Yuktibhāṣā
Yuktibhāṣā (Malayalam: യുക്തിഭാഷ, lit. 'Rationale'[1]), also known as Gaṇitanyāyasaṅgraha (Compendium of Astronomical Rationale),[1] is a major treatise on mathematics and astronomy, written by the Indian astronomer Jyesthadeva of the Kerala school of mathematics around 1530.[1] The treatise, written in Malayalam, is a consolidation of the discoveries by Madhava of Sangamagrama, Nilakantha Somayaji, Parameshvara, Jyeshtadeva, Achyuta Pisharati, and other astronomer-mathematicians of the Kerala school.
The work was unique for its time, since it contained proofs and derivations of the theorems that it presented; something unusual for Indian mathematicians of that era.[2] Some of its important topics include the infinite series expansions of functions; power series, including of π and π/4; trigonometric series of sine, cosine, and arctangent; Taylor series, including second and third order approximations of sine and cosine; radii, diameters and circumferences; and tests of convergence.

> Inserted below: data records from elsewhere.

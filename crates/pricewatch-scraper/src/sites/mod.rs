//! Per-site dispatch table.
//!
//! Each supported platform contributes one [`SiteProfile`]: the URL markers
//! that identify its product pages, the element to wait for before reading a
//! product page, and the field rules for product pages and search-result
//! items. Supporting another site means adding a module and a table entry.

mod aliexpress;
mod amazon;
mod ebay;
mod jumia;

use pricewatch_core::{Platform, ScrapedProduct, DEFAULT_DISCOUNT};
use scraper::Html;

use crate::extract::{first_match, FieldRule, Strategy};

/// Field rules for a product detail page.
#[derive(Debug)]
pub struct ProductRules {
    pub title: FieldRule,
    pub price: FieldRule,
    pub discount: FieldRule,
    pub rating: FieldRule,
    pub reviews: FieldRule,
}

/// Field rules for one item on a search-results page.
///
/// Search cards carry no discount rule: every item reports `"0%"`.
#[derive(Debug)]
pub struct SearchRules {
    /// Selector for one result card; each match is extracted independently.
    pub item: &'static str,
    /// Strategies yielding the card's product link (usually an `href`).
    pub link: &'static [Strategy],
    pub title: FieldRule,
    pub price: FieldRule,
    pub rating: FieldRule,
    pub reviews: FieldRule,
}

#[derive(Debug)]
pub struct SiteProfile {
    pub platform: Platform,
    /// URL path fragments that mark a product detail page.
    pub product_markers: &'static [&'static str],
    /// Element whose presence means the product page has rendered.
    pub title_wait: &'static str,
    pub product: ProductRules,
    pub search: SearchRules,
}

impl SiteProfile {
    /// Extracts a product record from a rendered product page.
    ///
    /// `page_url` is the browser's current URL, recorded as-is.
    #[must_use]
    pub fn extract_product(&self, doc: &Html, page_url: &str) -> ScrapedProduct {
        let root = doc.root_element();
        let rules = &self.product;
        ScrapedProduct {
            platform: self.platform,
            title: rules.title.extract(root),
            url: page_url.to_string(),
            price: rules.price.extract(root),
            discount: rules.discount.extract(root),
            rating: rules.rating.extract(root),
            reviews: rules.reviews.extract(root),
        }
    }

    /// Extracts a product record from one search-result card.
    ///
    /// The item's link is resolved against `page_url`; when the card has no
    /// usable link the record points at the search page itself.
    #[must_use]
    pub fn extract_search_item(&self, item: &Html, page_url: &str) -> ScrapedProduct {
        let root = item.root_element();
        let rules = &self.search;
        let url = first_match(rules.link, root)
            .and_then(|href| resolve_link(page_url, &href))
            .unwrap_or_else(|| page_url.to_string());
        ScrapedProduct {
            platform: self.platform,
            title: rules.title.extract(root),
            url,
            price: rules.price.extract(root),
            discount: DEFAULT_DISCOUNT.to_string(),
            rating: rules.rating.extract(root),
            reviews: rules.reviews.extract(root),
        }
    }
}

static SITES: [SiteProfile; 4] = [
    amazon::PROFILE,
    ebay::PROFILE,
    aliexpress::PROFILE,
    jumia::PROFILE,
];

/// Profile for a known platform.
#[must_use]
pub fn profile(platform: Platform) -> &'static SiteProfile {
    match platform {
        Platform::Amazon => &SITES[0],
        Platform::Ebay => &SITES[1],
        Platform::Aliexpress => &SITES[2],
        Platform::Jumia => &SITES[3],
    }
}

/// Profile for a configuration key, or `None` for an unsupported platform.
#[must_use]
pub fn lookup(platform: &str) -> Option<&'static SiteProfile> {
    platform.parse::<Platform>().ok().map(profile)
}

/// Absolute URL for `href` relative to `base`. `javascript:` and fragment-only
/// links are rejected.
fn resolve_link(base: &str, href: &str) -> Option<String> {
    let href = href.trim();
    if href.is_empty() || href.starts_with('#') || href.starts_with("javascript:") {
        return None;
    }
    match url::Url::parse(base) {
        Ok(base) => base.join(href).ok().map(String::from),
        Err(_) => url::Url::parse(href).ok().map(String::from),
    }
}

Yuktibhāṣā is mainly based on Nilakantha's Tantra Samgraha.[3] It is considered an early text on the ideas of calculus, predating Newton and Leibniz by centuries.[4][5][6][7][8] The treatise was largely unnoticed outside India, as it was written in the local language of Malayalam. It is often generalized that early Indian scholars in astronomy and computation lacked in proofs, but Yuktibhāṣā demonstrates otherwise.[9] In modern times, due to wider international cooperation in mathematics, the wider world has taken notice of the work. For example, both Oxford University and the Royal Society of Great Britain have given attribution to pioneering mathematical theorems of Indian origin that predate their Western counterparts.[5][6][7][8]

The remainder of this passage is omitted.